4.4d | Instructional Design Principles

As a learning designer, the coach is expected to model the use of instructional design principles with educators to create effective digital learning environments. 

Throughout the DEL Program, I have learned different instructional design principles and problem-solving strategies. Among these principles and strategies are computational thinking which is an approach to complex problem solving. It involves the ability to understand and pinpoint the problem, then conceive solutions to solve that problem. Components of computational thinking include algorithmic thinking, decomposition, pattern generalization, abstraction and finally evaluation to ensure that the solution is sound and fit. This valuable skills goes beyond simply learning about computer science but equips students for life in whichever field they eventually end up in.

Another technology-based learning solution I came across was personalized learning which includes adaptive learning solutions using AI technology to create personalized learning paths to cater to the learning speed and abilities of different learners. Mastery of learning goals can be assessed and detected before students can progress to the next level.

In autonomous learning, this method of instructional design aims to produce learners who are independent and self-directed. The Autonomous Learner Model covers 5 different dimensions including orientation, individual development, enrichment, seminars, and in-depth study. This method is especially useful for solving the problem of teacher shortages as the whole basis of autonomous learning is letting the learner direct their own learning while teachers take on a secondary role in the learning process. This autonomy to choose however needs to be balanced well by first ensuring that students have the capacity to choose and judge what’s best for them. For autonomous learning to work, besides giving students choice, we also need to help them discover their own interests, needs, values, and preferences while seeking out their dreams.

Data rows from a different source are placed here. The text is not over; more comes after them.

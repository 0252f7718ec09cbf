use serde::ser::SerializeSeq;
use serde::Serializer;

use super::types::CellValue;

/// Spreadsheet column letter for a 1-based column position (1 -> A, 27 -> AA).
pub fn column_letter(position: usize) -> String {
    let mut n = position;
    let mut letters = Vec::new();
    while n > 0 {
        let rem = (n - 1) % 26;
        letters.push(char::from(b'A' + rem as u8));
        n = (n - 1) / 26;
    }
    letters.iter().rev().collect()
}

/// Last path segment, accepting both separators.
pub fn file_name_from_path(path: &str) -> String {
    path.rsplit(&['/', '\\'][..])
        .next()
        .unwrap_or(path)
        .to_string()
}

/// Integral floats keep a trailing `.0` so they stay distinguishable from integers.
pub fn format_float(value: f64) -> String {
    if value.is_finite() && value.fract() == 0.0 && value.abs() < 1e16 {
        format!("{:.1}", value)
    } else {
        value.to_string()
    }
}

pub fn round_to(value: f64, places: i32) -> f64 {
    let factor = 10f64.powi(places);
    (value * factor).round() / factor
}

pub fn round_1<S: Serializer>(value: &f64, serializer: S) -> Result<S::Ok, S::Error> {
    serializer.serialize_f64(round_to(*value, 1))
}

pub fn round_4<S: Serializer>(value: &f64, serializer: S) -> Result<S::Ok, S::Error> {
    serializer.serialize_f64(round_to(*value, 4))
}

pub fn serialize_display_values<S: Serializer>(
    values: &[CellValue],
    serializer: S,
) -> Result<S::Ok, S::Error> {
    let mut seq = serializer.serialize_seq(Some(values.len()))?;
    for value in values {
        seq.serialize_element(&value.to_string())?;
    }
    seq.end()
}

I also learned about the Understanding by Design (UbD) Model, also known as the Backward Design Process. This method focuses on the outcome of the activity instead of focusing on the learning objective. The process involves 3 stages starting with first identifying the desired results, followed by determining acceptable evidences and finally planning the learning experiences and instruction.

Using the UbD model, if the desired result is for students to master problem solving and learning concepts at each learner’s individual pace, personalized learning can be a powerful tool that enables the learning designer to achieve this. The learning designer can then use computational thinking concepts to set acceptable evidence such as the learner’s ability to pinpoint a problem and conceive solutions before finally designing learning experiences that requires the learner to solve problems.

In designing an art workshop in my school, I used the design thinking method as a way to teach creative problem solving. The design is broken into three simple principles – focus, simplicity, and cross-disciplinary thinking. The Art Workshop was designed to help students understand the importance of studying design and building a broader view of the nature and definition of art. I also aim to equip them with 21st-century skills while moulding their character into becoming empathetic and kind citizens who understand gratitude.

In Culturally Responsive Teaching (CRT), I learned how to design learning experiences and environments using culturally sustaining pedagogical approaches. CRT leverages on the strengths of ethnically diverse students – their cultural knowledge, prior experiences, frames of reference, and performance styles – to make learning experiences more relevant and effective for these learners. The biggest takeaway for me is that CRT requires a mindset shift, away from a cultural deficit perspective, i.e. “viewing that individuals from some cultural groups lack the ability to achieve just because of their cultural background. It also requires a shift in subtractive views, i.e. “practices that remove students’ culture or language from classroom contexts, and assuming that students’ academic successes depend on the degree to which they give up their own cultures or linguistic practices or traditions to assimilate into mainstream culture.” (Silverman, 2011). Coaches who embrace CRT needs to include multiple perspectives in curriculum design and actively review their current practices.